* Task to carry out *
Please look for the string "that" below and report every line in which it occurs.

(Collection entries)
▶

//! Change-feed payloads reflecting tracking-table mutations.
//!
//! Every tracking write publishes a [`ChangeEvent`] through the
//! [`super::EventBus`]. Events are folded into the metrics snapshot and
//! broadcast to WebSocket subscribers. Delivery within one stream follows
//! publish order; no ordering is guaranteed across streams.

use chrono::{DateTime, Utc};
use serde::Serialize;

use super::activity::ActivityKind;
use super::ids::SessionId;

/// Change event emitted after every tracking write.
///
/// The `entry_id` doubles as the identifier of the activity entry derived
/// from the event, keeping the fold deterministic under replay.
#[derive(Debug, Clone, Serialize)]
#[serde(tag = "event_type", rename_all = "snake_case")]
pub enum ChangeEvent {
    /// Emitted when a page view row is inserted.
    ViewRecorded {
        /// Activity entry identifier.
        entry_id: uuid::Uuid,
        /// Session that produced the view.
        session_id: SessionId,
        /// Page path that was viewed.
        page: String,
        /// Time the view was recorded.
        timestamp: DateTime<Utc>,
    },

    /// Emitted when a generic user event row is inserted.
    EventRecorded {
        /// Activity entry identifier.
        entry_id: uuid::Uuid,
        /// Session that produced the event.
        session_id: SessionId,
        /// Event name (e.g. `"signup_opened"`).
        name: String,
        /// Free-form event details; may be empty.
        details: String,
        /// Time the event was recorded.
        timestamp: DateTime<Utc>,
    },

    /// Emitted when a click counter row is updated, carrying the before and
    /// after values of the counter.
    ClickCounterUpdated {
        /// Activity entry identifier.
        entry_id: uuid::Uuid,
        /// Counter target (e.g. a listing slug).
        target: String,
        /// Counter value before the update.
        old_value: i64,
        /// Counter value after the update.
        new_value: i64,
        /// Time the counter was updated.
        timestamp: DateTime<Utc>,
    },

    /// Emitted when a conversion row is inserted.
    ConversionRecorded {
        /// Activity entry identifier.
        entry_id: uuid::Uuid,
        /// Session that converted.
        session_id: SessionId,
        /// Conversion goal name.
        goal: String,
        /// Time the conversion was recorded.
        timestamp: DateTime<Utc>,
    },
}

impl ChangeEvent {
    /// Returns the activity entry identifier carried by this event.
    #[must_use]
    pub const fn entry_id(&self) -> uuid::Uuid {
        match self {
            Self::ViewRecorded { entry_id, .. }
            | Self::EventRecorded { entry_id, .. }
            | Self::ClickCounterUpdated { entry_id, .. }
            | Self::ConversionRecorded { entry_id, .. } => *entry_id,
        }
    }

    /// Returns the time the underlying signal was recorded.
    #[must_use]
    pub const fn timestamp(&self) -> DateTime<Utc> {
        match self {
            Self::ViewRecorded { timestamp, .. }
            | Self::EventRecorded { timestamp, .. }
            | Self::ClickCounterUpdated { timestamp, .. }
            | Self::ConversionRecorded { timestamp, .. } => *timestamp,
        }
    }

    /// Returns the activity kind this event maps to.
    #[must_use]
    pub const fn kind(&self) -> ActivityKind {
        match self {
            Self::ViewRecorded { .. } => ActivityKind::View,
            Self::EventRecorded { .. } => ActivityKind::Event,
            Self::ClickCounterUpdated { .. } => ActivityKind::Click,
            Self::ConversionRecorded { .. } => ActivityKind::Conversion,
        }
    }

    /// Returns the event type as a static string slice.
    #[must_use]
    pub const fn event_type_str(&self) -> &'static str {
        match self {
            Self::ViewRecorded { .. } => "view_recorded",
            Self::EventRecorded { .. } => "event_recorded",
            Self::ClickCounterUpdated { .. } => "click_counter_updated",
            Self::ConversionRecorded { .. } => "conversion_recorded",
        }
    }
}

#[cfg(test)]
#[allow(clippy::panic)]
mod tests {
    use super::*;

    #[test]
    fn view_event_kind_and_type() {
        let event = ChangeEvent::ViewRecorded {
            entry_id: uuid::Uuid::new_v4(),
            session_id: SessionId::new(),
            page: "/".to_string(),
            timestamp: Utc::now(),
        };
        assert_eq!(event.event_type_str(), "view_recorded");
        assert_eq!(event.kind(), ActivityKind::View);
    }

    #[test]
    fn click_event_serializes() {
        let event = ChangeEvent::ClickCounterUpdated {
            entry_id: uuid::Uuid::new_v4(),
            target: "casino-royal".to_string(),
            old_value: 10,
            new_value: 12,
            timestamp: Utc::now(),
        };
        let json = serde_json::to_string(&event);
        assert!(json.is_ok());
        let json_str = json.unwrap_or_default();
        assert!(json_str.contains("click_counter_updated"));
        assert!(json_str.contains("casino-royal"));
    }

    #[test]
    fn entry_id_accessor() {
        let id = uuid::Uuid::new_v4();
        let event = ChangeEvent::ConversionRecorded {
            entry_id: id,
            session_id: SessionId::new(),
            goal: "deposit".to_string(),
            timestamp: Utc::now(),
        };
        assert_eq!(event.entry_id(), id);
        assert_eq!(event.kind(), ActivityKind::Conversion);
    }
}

◀

* Result for this exercise *
        /// Session that produced the view.
        /// Page path that was viewed.
        /// Session that produced the event.
        /// Session that converted.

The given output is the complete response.